Despite his criminal indifference, Digvijaya Singh’s ‘secular’ credentials remained unsullied. But Modi was in for a ‘special treatment’. He did everything he could to win over his critics, to salvage his image. Nilanjan Mukhopadhyay writes in his book Narendra Modi: The Man, The Times, “As I walked into his (Modi’s) office, he made me forget that I had come to meet the chief minister of a significant state and that he was a political leader of considerable eminence… Modi’s warmth towards me had a personal touch… his choice of words, expressions on his face and the overall body language touched a personal chord in me.” Yet, when Mukhopadhyay came out of the meeting, he was not willing to grant Modi any redemption — he thought Modi was evasive on the riots. He refused to give him the “benefit of doubt” despite understanding that “his reticence was due to the legal maze that surrounded the issues relating to the riots in 2002”.

As one reads Mukhopadhyay further, he seems to echo the sentiments of Ashis Nandy.
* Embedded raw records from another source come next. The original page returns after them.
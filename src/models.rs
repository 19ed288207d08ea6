use std::collections::BTreeMap;
use std::fmt;
use std::path::PathBuf;

use serde::de::{self, Visitor};
use serde::{Deserialize, Deserializer, Serialize, Serializer};

/// Relative POSIX-style path -> lowercase hex SHA-256 of the file content.
pub type FileChecksumMap = BTreeMap<String, String>;

/// File-level delta between two package snapshots.
///
/// A changed file appears under the same path in both maps: the new checksum
/// in `added`, the superseded one in `removed`. Files that exist only in the
/// older snapshot produce no entry at all; published patch manifests rely on
/// that, so absence of an entry means "leave the file in place".
#[derive(Clone, Debug, Default, PartialEq, Eq, Serialize, Deserialize)]
pub struct DiffManifest {
    pub added: FileChecksumMap,
    pub removed: FileChecksumMap,
}

impl DiffManifest {
    pub fn is_empty(&self) -> bool {
        self.added.is_empty() && self.removed.is_empty()
    }
}

/// One published unit of game content: either an incremental patch on top of
/// the immediately preceding internal version, or a complete package.
#[derive(Clone, Debug, Serialize, Deserialize)]
#[serde(rename_all = "camelCase")]
pub struct GameUpdateResource {
    pub internal_version: u32,
    pub package_url: String,
    pub metadata_url: String,
    pub patch_size_mb: f64,
    #[serde(default)]
    pub is_full_package: bool,
}

#[derive(Clone, Debug, Serialize, Deserialize)]
#[serde(rename_all = "camelCase")]
pub struct GameUpdateInfo {
    /// Ordered by ascending `internal_version`.
    pub resources: Vec<GameUpdateResource>,
}

impl GameUpdateInfo {
    pub fn latest_internal_version(&self) -> Option<u32> {
        self.resources.iter().map(|r| r.internal_version).max()
    }
}

/// Locally recorded version of an installed game. `Legacy` marks a game that
/// was discovered on disk rather than installed through the patch pipeline;
/// such installs never receive incremental updates.
#[derive(Clone, Copy, Debug, PartialEq, Eq)]
pub enum LocalGameVersion {
    Legacy,
    Version(u32),
}

impl fmt::Display for LocalGameVersion {
    fn fmt(&self, f: &mut fmt::Formatter<'_>) -> fmt::Result {
        match self {
            LocalGameVersion::Legacy => write!(f, "legacy"),
            LocalGameVersion::Version(v) => write!(f, "{}", v),
        }
    }
}

impl Serialize for LocalGameVersion {
    fn serialize<S: Serializer>(&self, serializer: S) -> std::result::Result<S::Ok, S::Error> {
        match self {
            LocalGameVersion::Legacy => serializer.serialize_str("legacy"),
            LocalGameVersion::Version(v) => serializer.serialize_u32(*v),
        }
    }
}

struct LocalGameVersionVisitor;

impl Visitor<'_> for LocalGameVersionVisitor {
    type Value = LocalGameVersion;

    fn expecting(&self, formatter: &mut fmt::Formatter) -> fmt::Result {
        formatter.write_str("the string \"legacy\" or an integer version number")
    }

    fn visit_u64<E: de::Error>(self, value: u64) -> std::result::Result<Self::Value, E> {
        u32::try_from(value)
            .map(LocalGameVersion::Version)
            .map_err(|_| E::custom(format!("version {} out of range", value)))
    }

    fn visit_i64<E: de::Error>(self, value: i64) -> std::result::Result<Self::Value, E> {
        u32::try_from(value)
            .map(LocalGameVersion::Version)
            .map_err(|_| E::custom(format!("version {} out of range", value)))
    }

    fn visit_str<E: de::Error>(self, value: &str) -> std::result::Result<Self::Value, E> {
        if value == "legacy" {
            Ok(LocalGameVersion::Legacy)
        } else {
            Err(E::custom(format!("unexpected version string: {}", value)))
        }
    }
}

impl<'de> Deserialize<'de> for LocalGameVersion {
    fn deserialize<D: Deserializer<'de>>(
        deserializer: D,
    ) -> std::result::Result<Self, D::Error> {
        deserializer.deserialize_any(LocalGameVersionVisitor)
    }
}

/// Authoritative per-game record kept in the `games` table.
#[derive(Clone, Debug, Serialize, Deserialize)]
#[serde(rename_all = "camelCase")]
pub struct GameInfo {
    pub runnable_path: String,
    pub root_folder_path: String,
    pub internal_version: LocalGameVersion,
}

/// Remote metadata the coordinator needs about the game being installed.
#[derive(Clone, Debug, Serialize, Deserialize)]
#[serde(rename_all = "camelCase")]
pub struct RemoteGameInfo {
    pub id: String,
    pub title: String,
    /// Launcher-relative path of the executable inside the install dir.
    pub runnable_path: String,
    /// URL scheme registered on install success, e.g. `levelup-rf4`.
    pub deeplink_protocol: String,
}

#[derive(Clone, Copy, Debug, PartialEq, Eq, Serialize, Deserialize)]
#[serde(rename_all = "camelCase")]
pub enum DownloadStatus {
    Initializing,
    Progressing,
    Completed,
    Interrupted,
    Cancelled,
}

/// Why a transfer moved to `Interrupted`.
#[derive(Clone, Debug, PartialEq, Eq, Serialize, Deserialize)]
#[serde(tag = "kind", content = "detail", rename_all = "camelCase")]
pub enum InterruptReason {
    NotEnoughSpaceForDownload,
    ServerError(Option<String>),
    Pause,
    Unknown,
}

/// Patch-application stages for one resource. The serialized labels are the
/// exact strings the renderer has always displayed, typo included.
#[derive(Clone, Copy, Debug, PartialEq, Eq, Serialize, Deserialize)]
pub enum InstallStatus {
    Downloading,
    Downloaded,
    #[serde(rename = "Unziping")]
    Unzipping,
    #[serde(rename = "Unzip Success")]
    UnzipSucceeded,
    #[serde(rename = "Unzip Failed")]
    UnzipFailed,
    #[serde(rename = "Valid File")]
    ValidFile,
    #[serde(rename = "Invalid File")]
    InvalidFile,
    #[serde(rename = "Removing Files")]
    RemovingFiles,
    #[serde(rename = "Removing Files Failed")]
    RemovingFilesFailed,
    #[serde(rename = "Adding Files")]
    AddingFiles,
    #[serde(rename = "Adding Files Failed")]
    AddingFilesFailed,
    #[serde(rename = "Game Info Set")]
    GameInfoSet,
    #[serde(rename = "Deeplink Registered")]
    DeeplinkRegistered,
}

impl InstallStatus {
    /// Terminal success for the whole per-resource pipeline.
    pub fn is_terminal_success(self) -> bool {
        self == InstallStatus::DeeplinkRegistered
    }

    pub fn is_failure(self) -> bool {
        matches!(
            self,
            InstallStatus::UnzipFailed
                | InstallStatus::InvalidFile
                | InstallStatus::RemovingFilesFailed
                | InstallStatus::AddingFilesFailed
        )
    }
}

#[derive(Clone, Debug, Serialize, Deserialize)]
#[serde(rename_all = "camelCase")]
pub struct TransferProgress {
    pub transferred_bytes: u64,
    pub total_bytes: u64,
    pub bytes_per_second: u64,
    pub status: DownloadStatus,
    pub is_paused: bool,
    #[serde(default)]
    pub interrupt_reason: Option<InterruptReason>,
}

#[derive(Clone, Debug, Serialize, Deserialize)]
#[serde(rename_all = "camelCase")]
pub struct InstallProgress {
    pub unzipped_bytes: u64,
    pub total_bytes: u64,
    pub percent: f64,
    pub status: InstallStatus,
}

/// Per-resource progress entry; owned exclusively by its parent
/// `DownloadProgressInfo`.
#[derive(Clone, Debug, Serialize, Deserialize)]
#[serde(rename_all = "camelCase")]
pub struct DownloadProgressItem {
    pub internal_version: u32,
    pub download_url: String,
    pub is_full_package: bool,
    pub download: TransferProgress,
    pub install: InstallProgress,
}

impl DownloadProgressItem {
    /// Empty progress scaled to the resource's declared patch size; the real
    /// byte totals replace the estimate once the transfer reports them.
    pub fn seeded(resource: &GameUpdateResource) -> Self {
        let estimated = (resource.patch_size_mb * 1024.0 * 1024.0) as u64;
        Self {
            internal_version: resource.internal_version,
            download_url: resource.package_url.clone(),
            is_full_package: resource.is_full_package,
            download: TransferProgress {
                transferred_bytes: 0,
                total_bytes: estimated,
                bytes_per_second: 0,
                status: DownloadStatus::Initializing,
                is_paused: false,
                interrupt_reason: None,
            },
            install: InstallProgress {
                unzipped_bytes: 0,
                total_bytes: estimated,
                percent: 0.0,
                status: InstallStatus::Downloading,
            },
        }
    }
}

/// Immutable context captured when a download is initiated.
#[derive(Clone, Debug, Serialize, Deserialize)]
#[serde(rename_all = "camelCase")]
pub struct DownloadInitInfo {
    pub target_dir: PathBuf,
    pub game: RemoteGameInfo,
    pub create_desktop_shortcut: bool,
    pub started_at: i64,
    pub update_info: GameUpdateInfo,
}

/// Full mutable state of one game's download+install pipeline.
#[derive(Clone, Debug, Serialize, Deserialize)]
#[serde(rename_all = "camelCase")]
pub struct DownloadProgressInfo {
    pub pipeline_id: String,
    pub game_client_id: String,
    pub init_info: DownloadInitInfo,
    pub items: Vec<DownloadProgressItem>,
    pub current_download_index: usize,
}

impl DownloadProgressInfo {
    pub fn current_item(&self) -> Option<&DownloadProgressItem> {
        self.items.get(self.current_download_index)
    }

    pub fn is_finished(&self) -> bool {
        self.items
            .last()
            .map(|item| item.install.status.is_terminal_success())
            .unwrap_or(false)
    }
}

/// Partial update for `TransferProgress`; unset fields fall back to the
/// previous state.
#[derive(Clone, Debug, Default)]
pub struct TransferPatch {
    pub transferred_bytes: Option<u64>,
    pub total_bytes: Option<u64>,
    pub bytes_per_second: Option<u64>,
    pub status: Option<DownloadStatus>,
    pub is_paused: Option<bool>,
    pub interrupt_reason: Option<InterruptReason>,
}

/// Pure transition: returns the next state, leaving the previous one intact.
/// A status change away from `Interrupted` clears the interrupt reason unless
/// the patch supplies a new one.
pub fn apply_transfer_patch(state: &TransferProgress, patch: &TransferPatch) -> TransferProgress {
    let status = patch.status.unwrap_or(state.status);
    let interrupt_reason = match (&patch.interrupt_reason, status) {
        (Some(reason), _) => Some(reason.clone()),
        (None, DownloadStatus::Interrupted) => state.interrupt_reason.clone(),
        (None, _) => None,
    };
    TransferProgress {
        transferred_bytes: patch.transferred_bytes.unwrap_or(state.transferred_bytes),
        total_bytes: patch.total_bytes.unwrap_or(state.total_bytes),
        bytes_per_second: patch.bytes_per_second.unwrap_or(state.bytes_per_second),
        status,
        is_paused: patch.is_paused.unwrap_or(state.is_paused),
        interrupt_reason,
    }
}

/// Partial update for `InstallProgress`.
#[derive(Clone, Debug, Default)]
pub struct InstallPatch {
    pub unzipped_bytes: Option<u64>,
    pub total_bytes: Option<u64>,
    pub percent: Option<f64>,
    pub status: Option<InstallStatus>,
}

pub fn apply_install_patch(state: &InstallProgress, patch: &InstallPatch) -> InstallProgress {
    InstallProgress {
        unzipped_bytes: patch.unzipped_bytes.unwrap_or(state.unzipped_bytes),
        total_bytes: patch.total_bytes.unwrap_or(state.total_bytes),
        percent: patch.percent.unwrap_or(state.percent),
        status: patch.status.unwrap_or(state.status),
    }
}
The noted sociologist, in his May 2002 essay in Seminar, recalled an interview with Modi when he was “a nobody, a small-time RSS pracharak trying to make it as a small-time BJP functionary”. Nandy wrote, “I came out of the interview shaken and told (Achyut) Yagnik that, for the first time, I had met a textbook case of a fascist and a prospective killer, perhaps ever a mass murderer.”
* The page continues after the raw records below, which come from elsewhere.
use std::io;

use thiserror::Error;

#[derive(Error, Debug)]
pub enum LauncherError {
    #[error("Network error: {0}")]
    Network(#[from] reqwest::Error),
    #[error("HTTP error: {0}")]
    Http(String),
    #[error("Database error: {0}")]
    Database(#[from] rusqlite::Error),
    #[error("I/O error: {0}")]
    Io(#[from] io::Error),
    #[error("Serialization error: {0}")]
    Serde(#[from] serde_json::Error),
    #[error("Archive error: {0}")]
    Archive(String),
    #[error("Not found: {0}")]
    NotFound(String),
    #[error("Config error: {0}")]
    Config(String),
    #[error("Operation cancelled")]
    Cancelled,
    #[error("Insufficient disk space: need {required} bytes, {available} available")]
    InsufficientSpace { required: u64, available: u64 },
}

pub type Result<T> = std::result::Result<T, LauncherError>;
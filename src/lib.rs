//! Update and install engine for the LevelUp game launcher: content
//! fingerprinting, snapshot diffing, patch planning, and the per-game
//! download+install pipeline with pause/resume/cancel/retry.

pub mod db;
pub mod errors;
pub mod logging;
pub mod models;
pub mod services;
pub mod utils;

pub use db::Database;
pub use errors::{LauncherError, Result};
pub use models::{
    DiffManifest, DownloadInitInfo, DownloadProgressInfo, FileChecksumMap, GameInfo,
    GameUpdateInfo, GameUpdateResource, LocalGameVersion,
};
pub use services::{DownloadCoordinator, DownloadRegistry, StartOutcome};
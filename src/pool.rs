use std::collections::VecDeque;
use std::future::Future;
use std::sync::{Arc, Mutex};

use tokio::task::JoinSet;

/// Runs `work` once per item on at most `concurrency` concurrent workers.
///
/// Workers pull from a shared FIFO queue until it is empty. Each worker keeps
/// the outcomes it produced and hands them back when it finishes; the
/// outcomes are returned in input order once every worker is done. Failures
/// are expected to be encoded in `R` so one item cannot stop the batch.
pub async fn process_batch<T, R, F, Fut>(items: Vec<T>, concurrency: usize, work: F) -> Vec<R>
where
    T: Send + 'static,
    R: Send + 'static,
    F: Fn(T) -> Fut + Send + Sync + 'static,
    Fut: Future<Output = R> + Send + 'static,
{
    let total = items.len();
    let workers = concurrency.max(1).min(total);
    let queue = Arc::new(Mutex::new(
        items.into_iter().enumerate().collect::<VecDeque<_>>(),
    ));
    let work = Arc::new(work);

    let mut set = JoinSet::new();
    for _ in 0..workers {
        let queue = Arc::clone(&queue);
        let work = Arc::clone(&work);
        set.spawn(async move {
            let mut outcomes = Vec::new();
            while let Some((index, item)) = pop_front(&queue) {
                outcomes.push((index, work(item).await));
            }
            outcomes
        });
    }

    let mut results = Vec::with_capacity(total);
    while let Some(joined) = set.join_next().await {
        match joined {
            Ok(outcomes) => results.extend(outcomes),
            Err(err) if err.is_panic() => std::panic::resume_unwind(err.into_panic()),
            Err(err) => tracing::error!(?err, "batch worker was cancelled"),
        }
    }

    results.sort_by_key(|(index, _)| *index);
    results.into_iter().map(|(_, outcome)| outcome).collect()
}

fn pop_front<T>(queue: &Mutex<VecDeque<T>>) -> Option<T> {
    queue
        .lock()
        .unwrap_or_else(std::sync::PoisonError::into_inner)
        .pop_front()
}
use std::fmt;
use std::path::PathBuf;
use std::time::Duration;

use anyhow::Context as _;
use url::Url;

use crate::cli::{ScrapeArgs, Secret};
use crate::fetch::RetryPolicy;
use crate::level::Level;

const LESSONS_PATH: &str = "/lessons.json";
const SIGN_IN_PATH: &str = "/accounts/sign_in";

/// Everything a scrape run needs, validated once at startup.
#[derive(Debug, Clone)]
pub struct ScrapeConfig {
    pub credentials: Credentials,
    pub provider: ProviderConfig,
    pub output_dir: PathBuf,
    pub concurrency: usize,
    pub level: Option<Level>,
    pub limit: Option<usize>,
    pub skip_existing: bool,
    pub write_text: bool,
    pub retry: RetryPolicy,
    pub page_delay: Duration,
}

#[derive(Clone)]
pub enum Credentials {
    Password { email: String, password: String },
    SessionCookie(String),
}

impl fmt::Debug for Credentials {
    fn fmt(&self, f: &mut fmt::Formatter<'_>) -> fmt::Result {
        match self {
            Self::Password { email, .. } => f
                .debug_struct("Password")
                .field("email", email)
                .finish_non_exhaustive(),
            Self::SessionCookie(_) => f.write_str("SessionCookie(..)"),
        }
    }
}

#[derive(Debug, Clone, PartialEq, Eq)]
pub struct ProviderConfig {
    pub origin: Url,
}

impl ProviderConfig {
    pub fn new(origin: &str) -> anyhow::Result<Self> {
        let origin = Url::parse(origin).with_context(|| format!("parse origin: {origin}"))?;
        if origin.scheme() != "http" && origin.scheme() != "https" {
            anyhow::bail!("origin must be http/https: {origin}");
        }
        Ok(Self { origin })
    }

    pub fn lessons_url(&self) -> anyhow::Result<Url> {
        self.resolve(LESSONS_PATH)
    }

    pub fn sign_in_url(&self) -> anyhow::Result<Url> {
        self.resolve(SIGN_IN_PATH)
    }

    pub fn resolve(&self, raw: &str) -> anyhow::Result<Url> {
        crate::crawl::resolve_against(&self.origin, raw)
    }
}

impl ScrapeConfig {
    pub fn from_args(args: &ScrapeArgs) -> anyhow::Result<Self> {
        let credentials = credentials(args)?;
        let provider = ProviderConfig::new(&args.origin).context("--origin")?;

        if args.concurrency == 0 {
            anyhow::bail!("--concurrency must be >= 1");
        }
        if args.limit == Some(0) {
            anyhow::bail!("--limit must be >= 1");
        }
        let level = args
            .level
            .as_deref()
            .map(Level::parse)
            .transpose()
            .context("--level")?;

        Ok(Self {
            credentials,
            provider,
            output_dir: PathBuf::from(&args.output_dir),
            concurrency: args.concurrency,
            level,
            limit: args.limit,
            skip_existing: args.skip_existing,
            write_text: !args.no_text,
            retry: RetryPolicy {
                retries: args.retries,
                base_delay: Duration::from_millis(args.retry_base_ms),
            },
            page_delay: Duration::from_millis(args.page_delay_ms),
        })
    }
}

fn credentials(args: &ScrapeArgs) -> anyhow::Result<Credentials> {
    if let Some(cookie) = trimmed(args.session_cookie.as_ref().map(Secret::expose)) {
        return Ok(Credentials::SessionCookie(cookie));
    }
    let password = args
        .password
        .as_ref()
        .map(Secret::expose)
        .filter(|p| !p.is_empty())
        .map(str::to_owned);
    match (trimmed(args.email.as_deref()), password) {
        (Some(email), Some(password)) => Ok(Credentials::Password { email, password }),
        _ => anyhow::bail!(
            "missing credentials: set DUCHINESE_EMAIL and DUCHINESE_PASSWORD (or DUCHINESE_SESSION_COOKIE)"
        ),
    }
}

fn trimmed(value: Option<&str>) -> Option<String> {
    value
        .map(str::trim)
        .filter(|s| !s.is_empty())
        .map(str::to_owned)
}

#[cfg(test)]
mod tests {
    use clap::Parser as _;

    use super::*;
    use crate::cli::{Cli, Command};

    fn scrape_args(extra: &[&str]) -> ScrapeArgs {
        let mut argv = vec!["hanzi-reader", "scrape"];
        argv.extend_from_slice(extra);
        match Cli::try_parse_from(argv).unwrap().command {
            Command::Scrape(args) => args,
            other => panic!("unexpected command: {other:?}"),
        }
    }

    #[test]
    fn defaults_match_cli_contract() {
        let config =
            ScrapeConfig::from_args(&scrape_args(&["--session-cookie", "s=1"])).unwrap();
        assert_eq!(config.concurrency, 10);
        assert_eq!(config.output_dir, PathBuf::from("output"));
        assert!(config.write_text);
        assert!(!config.skip_existing);
        assert_eq!(config.retry, RetryPolicy::default());
        assert_eq!(config.page_delay, Duration::from_millis(100));
        assert_eq!(
            config.provider.lessons_url().unwrap().as_str(),
            "https://duchinese.net/lessons.json"
        );
    }

    #[test]
    fn password_pair_is_accepted() {
        let config = ScrapeConfig::from_args(&scrape_args(&[
            "--email",
            "me@example.test",
            "--password",
            "pw",
            "--level",
            "upper-intermediate",
            "--no-text",
        ]))
        .unwrap();
        assert!(matches!(config.credentials, Credentials::Password { .. }));
        assert_eq!(config.level, Some(Level::UpperIntermediate));
        assert!(!config.write_text);
        assert!(!format!("{:?}", config.credentials).contains("pw"));
    }

    #[test]
    fn invalid_settings_are_rejected() {
        let mut args = scrape_args(&["--session-cookie", "s=1", "--concurrency", "0"]);
        assert!(ScrapeConfig::from_args(&args).is_err());

        args.concurrency = 2;
        args.level = Some("expert".to_owned());
        let err = format!("{:#}", ScrapeConfig::from_args(&args).unwrap_err());
        assert!(err.contains("unknown level"), "{err}");

        args.level = None;
        args.origin = "ftp://example.test".to_owned();
        assert!(ScrapeConfig::from_args(&args).is_err());
    }

    #[test]
    fn missing_credentials_are_fatal() {
        let mut args = scrape_args(&[]);
        args.email = Some("me@example.test".to_owned());
        args.password = None;
        args.session_cookie = None;
        let err = ScrapeConfig::from_args(&args).unwrap_err().to_string();
        assert!(err.contains("missing credentials"));
    }
}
Now, that’s called execution, Left-liberal style! No looking at data, no cross-checking of facts. Everything is predetermined. Much like the fate of Mohandas Karamchand Gandhi who — despite being a Mahatma and regardless of doing everything in favour of the Khilafat movement — was seen by a prominent Muslim leader of the time as “inferior to any Mussalman though he be without character”. Gandhi was born in a “wrong religion”. Likewise, Modi has been infected with a “wrong ideology”. There was no redemption for Gandhi. And there couldn’t have been one for Modi.